Generic Listing Extractor

Works for any repeating card/list pattern:

async def extract_listings(page, container_sel, field_map):
    """
    Extract data from repeating elements.

    field_map: dict mapping field names to CSS selectors.
    Special suffixes:
        ::attr(name)  — extract attribute instead of text
        ::html        — extract innerHTML
    """
    items = []
    cards = await page.query_selector_all(container_sel)

    for card in cards:
        item = {}
        for field_name, selector in field_map.items():
            try:
                if "::attr(" in selector:
                    sel, attr = selector.split("::attr(")
                    attr = attr.rstrip(")")
                    el = await card.query_selector(sel)
                    item[field_name] = await el.get_attribute(attr) if el else None
                elif selector.endswith("::html"):
                    sel = selector.replace("::html", "")
                    el = await card.query_selector(sel)
                    item[field_name] = await el.inner_html() if el else None
                else:
                    el = await card.query_selector(selector)
                    item[field_name] = (await el.text_content()).strip() if el else None
            except Exception:
                item[field_name] = None
        items.append(item)

    return items

With Price Parsing

import re

def parse_price(text):
    """Extract numeric price from text like '$1,234.56' or '1.234,56 EUR'."""
    if not text:
        return None
    # Remove currency symbols and whitespace
    cleaned = re.sub(r'[^\d.,]', '', text.strip())
    if not cleaned:
        return None
    # Handle European format (1.234,56)
    if ',' in cleaned and '.' in cleaned:
        if cleaned.rindex(',') > cleaned.rindex('.'):
            cleaned = cleaned.replace('.', '').replace(',', '.')
        else:
            cleaned = cleaned.replace(',', '')
    elif ',' in cleaned:
        # Could be 1,234 or 1,23 — check decimal places
        parts = cleaned.split(',')
        if len(parts[-1]) <= 2:
            cleaned = cleaned.replace(',', '.')
        else:
            cleaned = cleaned.replace(',', '')
    try:
        return float(cleaned)
    except ValueError:
        return None

async def extract_products_with_prices(page, container_sel, field_map, price_field="price"):
    """Extract listings and parse prices into floats."""
    items = await extract_listings(page, container_sel, field_map)
    for item in items:
        if price_field in item and item[price_field]:
            item[f"{price_field}_raw"] = item[price_field]
            item[price_field] = parse_price(item[price_field])
    return items

Pagination Handling

Next-Button Pagination

The most common pattern. Click "Next" until the button disappears or is disabled.

async def paginate_via_next_button(page, next_selector, content_selector, max_pages=100):
    """
    Yield page objects as you paginate through results.
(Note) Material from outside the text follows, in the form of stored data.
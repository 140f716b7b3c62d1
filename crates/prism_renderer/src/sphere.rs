//! Sphere primitive for ray tracing.

use std::sync::Arc;

use crate::{
    hittable::{HitRecord, Hittable},
    Color, Material, Ray,
};
use prism_math::{Interval, Vec3};

/// A sphere primitive.
///
/// The radius may be negative: the surface is the same, but the normal
/// points inward. Nesting a negative sphere inside a glass one models a
/// hollow glass shell.
#[derive(Clone)]
pub struct Sphere {
    center: Vec3,
    radius: f32,
    color: Color,
    material: Arc<dyn Material>,
}

impl Sphere {
    /// Create a new untinted sphere.
    pub fn new(center: Vec3, radius: f32, material: Arc<dyn Material>) -> Self {
        Self {
            center,
            radius,
            color: Color::ONE,
            material,
        }
    }

    /// Set the per-primitive tint carried into hit records.
    pub fn with_color(mut self, color: Color) -> Self {
        self.color = color;
        self
    }
}

impl Hittable for Sphere {
    fn hit<'a>(&'a self, ray: &Ray, ray_t: Interval) -> Option<HitRecord<'a>> {
        let oc = ray.origin() - self.center;
        let a = ray.direction().length_squared();
        let b = ray.direction().dot(oc);
        let c = oc.length_squared() - self.radius * self.radius;

        // A tangent ray counts as a miss
        let discriminant = b * b - a * c;
        if discriminant <= 0.0 {
            return None;
        }

        let sqrtd = discriminant.sqrt();

        // Find the nearest root in the acceptable range
        let mut root = (-b - sqrtd) / a;
        if !ray_t.surrounds(root) {
            root = (-b + sqrtd) / a;
            if !ray_t.surrounds(root) {
                return None;
            }
        }

        let normal = (ray.at(root) - self.center) / self.radius;
        Some(HitRecord::new(ray, root, normal, self.material.as_ref(), self.color))
    }
}
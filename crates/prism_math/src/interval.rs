/// A range of `f32` values used for ray parameter bounds.
#[derive(Debug, Clone, Copy, PartialEq)]
pub struct Interval {
    pub min: f32,
    pub max: f32,
}

impl Interval {
    /// Create a new interval given min and max values.
    pub fn new(min: f32, max: f32) -> Self {
        Self { min, max }
    }

    /// Returns true if x is strictly within the interval (min, max) (exclusive).
    pub fn surrounds(&self, x: f32) -> bool {
        self.min < x && x < self.max
    }

    /// Clamps x to be within the interval [min, max].
    pub fn clamp(&self, x: f32) -> f32 {
        x.clamp(self.min, self.max)
    }

    /// The same interval with its upper bound replaced.
    pub fn with_max(&self, max: f32) -> Interval {
        Interval::new(self.min, max)
    }

    /// The unit interval [0, 1].
    pub const UNIT: Interval = Interval { min: 0.0, max: 1.0 };
}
    next_selector: CSS selector for the "Next" button/link
    content_selector: CSS selector to wait for after navigation (confirms new page loaded)
    """
    pages_scraped = 0

    while pages_scraped < max_pages:
        yield page  # Caller extracts data from current page
        pages_scraped += 1

        next_btn = page.locator(next_selector)
        if await next_btn.count() == 0:
            break

        try:
            is_disabled = await next_btn.is_disabled()
        except Exception:
            is_disabled = True

        if is_disabled:
            break

        await next_btn.click()
        await page.wait_for_selector(content_selector, state="attached")
        await page.wait_for_timeout(random.randint(500, 1500))

URL-Based Pagination

When pages follow a predictable URL pattern:

async def paginate_via_url(page, url_template, start=1, max_pages=100):
    """
    Navigate through pages using URL parameters.

    url_template: URL with {page} placeholder, e.g., "https://example.com/search?page={page}"
    """
    for page_num in range(start, start + max_pages):
        url = url_template.format(page=page_num)
        response = await page.goto(url, wait_until="networkidle")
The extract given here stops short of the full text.